Unforgiven de Clint Eastwood est un chef-d’œuvre du western crépusculaire, une déconstruction minutieuse et implacable des mythes qui ont façonné l’imaginaire de l’Ouest américain. Le western a toujours été un genre propice à la mythologie, à la glorification de figures héroïques maniant le revolver avec panache et justesse pourtant pour son dernier western Eastwood en expose la brutalité, l’immoralité et les mensonges qui ont façonné l’image du Far West. Le scénario de Unforgiven, signé par David Webb Peoples (Blade Runner, Twelve Monkeys), a connu un parcours tortueux avant de devenir le chef-d’œuvre que l’on connaît. Initialement optionné par Francis Ford Coppola, il fut finalement acquis par Clint Eastwood, qui choisit de le conserver précieusement durant plusieurs années. Le cinéaste ne souhaitait pas tourner ce film avant d’avoir l’âge approprié pour incarner le personnage principal, William Munny. Lorsque le film voit enfin le jour en 1992, il vient refermer définitivement la boucle d’une carrière passée à réinterpréter les figures du western, du cow-boy sans nom des films de Sergio Leone à l’anti-héros vieillissant qu’il campe ici.

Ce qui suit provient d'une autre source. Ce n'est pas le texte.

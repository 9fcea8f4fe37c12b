//! In-memory conversation store and execution ledger
//!
//! Each conversation lives in one `DashMap` slot together with its
//! transcript, so appending a message and bumping `total_tokens` happen
//! under the same shard lock.

use crate::errors::{AgentError, Result};
use crate::store::{close_execution, now, open_execution, ConversationStore, ExecutionLedger, ExecutionQuery};
use crate::types::{
    AgentExecution, Conversation, ExecutionOutcome, ExecutionStats, Message, NewConversation,
    NewExecution, NewMessage,
};
use crate::agent::state::ExecutionStatus;
use async_trait::async_trait;
use dashmap::DashMap;
use std::sync::atomic::{AtomicU64, Ordering};
use uuid::Uuid;

#[derive(Debug)]
struct ConversationRecord {
    conversation: Conversation,
    messages: Vec<Message>,
}

#[derive(Debug, Default)]
pub struct InMemoryConversationStore {
    conversations: DashMap<Uuid, ConversationRecord>,
}

impl InMemoryConversationStore {
    pub fn new() -> Self {
        Self::default()
    }
}

#[async_trait]
impl ConversationStore for InMemoryConversationStore {
    async fn create(&self, conversation: NewConversation) -> Result<Conversation> {
        let now = now();
        let created = Conversation {
            id: Uuid::new_v4(),
            user_id: conversation.user_id,
            agent_slug: conversation.agent_slug,
            folder_id: conversation.folder_id,
            title: conversation.title,
            mode: conversation.mode,
            total_tokens: 0,
            is_active: true,
            created_at: now,
            updated_at: now,
        };
        self.conversations.insert(
            created.id,
            ConversationRecord {
                conversation: created.clone(),
                messages: Vec::new(),
            },
        );
        Ok(created)
    }

    async fn get(&self, id: Uuid) -> Result<Conversation> {
        self.conversations
            .get(&id)
            .map(|record| record.conversation.clone())
            .ok_or_else(|| AgentError::not_found("Conversation", id.to_string()))
    }

    async fn list_by_user(&self, user_id: &str) -> Result<Vec<Conversation>> {
        let mut conversations: Vec<Conversation> = self
            .conversations
            .iter()
            .filter(|r| r.conversation.user_id == user_id && r.conversation.is_active)
            .map(|r| r.conversation.clone())
            .collect();
        conversations.sort_by(|a, b| b.updated_at.cmp(&a.updated_at));
        Ok(conversations)
    }

    async fn soft_delete(&self, id: Uuid) -> Result<()> {
        let mut record = self
            .conversations
            .get_mut(&id)
            .ok_or_else(|| AgentError::not_found("Conversation", id.to_string()))?;
        record.conversation.is_active = false;
        record.conversation.updated_at = now();
        Ok(())
    }

    async fn append_message(&self, conversation_id: Uuid, message: NewMessage) -> Result<Message> {
        let mut record = self
            .conversations
            .get_mut(&conversation_id)
            .ok_or_else(|| AgentError::not_found("Conversation", conversation_id.to_string()))?;
        if !record.conversation.is_active {
            return Err(AgentError::Validation(format!(
                "conversation {} is deleted",
                conversation_id
            )));
        }

        let id = Uuid::new_v4();
        let now = now();
        let role = message.role();
        let appended = Message {
            id,
            conversation_id,
            position: record.messages.len() as u64,
            role,
            content: message.content,
            agent_slug: message.agent_slug,
            tool_calls: message.tool_calls,
            tool_results: message.tool_results,
            tokens: message.tokens,
            finish_reason: message.finish_reason,
            citations: message
                .citations
                .into_iter()
                .map(|c| c.into_citation(id))
                .collect(),
            created_at: now,
        };

        record.conversation.total_tokens += appended.tokens;
        record.conversation.updated_at = now;
        record.messages.push(appended.clone());
        Ok(appended)
    }

    async fn list_messages(&self, conversation_id: Uuid) -> Result<Vec<Message>> {
        self.conversations
            .get(&conversation_id)
            .map(|record| record.messages.clone())
            .ok_or_else(|| AgentError::not_found("Conversation", conversation_id.to_string()))
    }

    async fn total_tokens(&self, conversation_id: Uuid) -> Result<u64> {
        Ok(self.get(conversation_id).await?.total_tokens)
    }
}

/// Ledger rows tagged with an insertion sequence for stable ordering
#[derive(Debug, Default)]
pub struct InMemoryExecutionLedger {
    rows: DashMap<Uuid, (u64, AgentExecution)>,
    sequence: AtomicU64,
}

impl InMemoryExecutionLedger {
    pub fn new() -> Self {
        Self::default()
    }

    /// Matching rows, most recently started first
    fn collect(&self, filter: impl Fn(&AgentExecution) -> bool) -> Vec<AgentExecution> {
        let mut rows: Vec<(u64, AgentExecution)> = self
            .rows
            .iter()
            .filter(|r| filter(&r.value().1))
            .map(|r| r.value().clone())
            .collect();
        rows.sort_by(|(seq_a, a), (seq_b, b)| {
            b.started_at.cmp(&a.started_at).then(seq_b.cmp(seq_a))
        });
        rows.into_iter().map(|(_, row)| row).collect()
    }
}

#[async_trait]
impl ExecutionLedger for InMemoryExecutionLedger {
    async fn start(&self, execution: NewExecution) -> Result<AgentExecution> {
        let row = open_execution(execution)?;
        let seq = self.sequence.fetch_add(1, Ordering::SeqCst);
        self.rows.insert(row.id, (seq, row.clone()));
        Ok(row)
    }

    async fn complete(&self, id: Uuid, outcome: ExecutionOutcome) -> Result<AgentExecution> {
        let mut slot = self
            .rows
            .get_mut(&id)
            .ok_or_else(|| AgentError::not_found("Execution", id.to_string()))?;
        let row = &mut slot.value_mut().1;
        close_execution(row, outcome)?;
        Ok(row.clone())
    }

    async fn get(&self, id: Uuid) -> Result<AgentExecution> {
        self.rows
            .get(&id)
            .map(|slot| slot.value().1.clone())
            .ok_or_else(|| AgentError::not_found("Execution", id.to_string()))
    }

    async fn list(&self, query: &ExecutionQuery) -> Result<Vec<AgentExecution>> {
        let mut rows = self.collect(|row| query.matches(row));
        if let Some(limit) = query.limit {
            rows.truncate(limit);
        }
        Ok(rows)
    }

    async fn statistics(&self, agent_slug: Option<&str>) -> Result<ExecutionStats> {
        let rows = self.collect(|row| agent_slug.map_or(true, |slug| row.agent_slug == slug));
        Ok(ExecutionStats::from_executions(&rows))
    }

    async fn failed_executions(
        &self,
        agent_slug: Option<&str>,
        limit: Option<usize>,
    ) -> Result<Vec<AgentExecution>> {
        let mut rows = self.collect(|row| {
            row.status == ExecutionStatus::Failed
                && agent_slug.map_or(true, |slug| row.agent_slug == slug)
        });
        if let Some(limit) = limit {
            rows.truncate(limit);
        }
        Ok(rows)
    }
}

Il y a eu, au cours de la riche histoire du western, de nombreux films révisionnistes explorant la conquête de l’Ouest ou les guerres indiennes, mais The William Munny Killings (titre initial du scénario) va plus loin en offrant la déconstruction la plus méthodique des figures de gunslingers, qu’ils soient bandits ou héros, réglant leurs comptes à coup de duels et de revolvers. Dans la réalité, ces hommes n’étaient que des sociopathes ivrognes ou des lâches prêts à tuer des adversaires désarmés ou d’être engagés pour massacrer des ouvriers sous contrat avec les compagnies de chemins de fer pour quelques dollars. William Munny, héros du film, fut autrefois l’un d’entre eux, un assassin sans pitié. Il tente d’expier ses crimes en menant une existence misérable de fermier veuf, s’occupant tant bien que mal de ses cochons malades et de ses enfants. Mais le passé ne disparaît jamais tout à fait, et lorsque Schofield Kid,, vient le chercher pour une ultime mission, l’ancien tueur reprend la route, accompagné de son ami Ned Logan.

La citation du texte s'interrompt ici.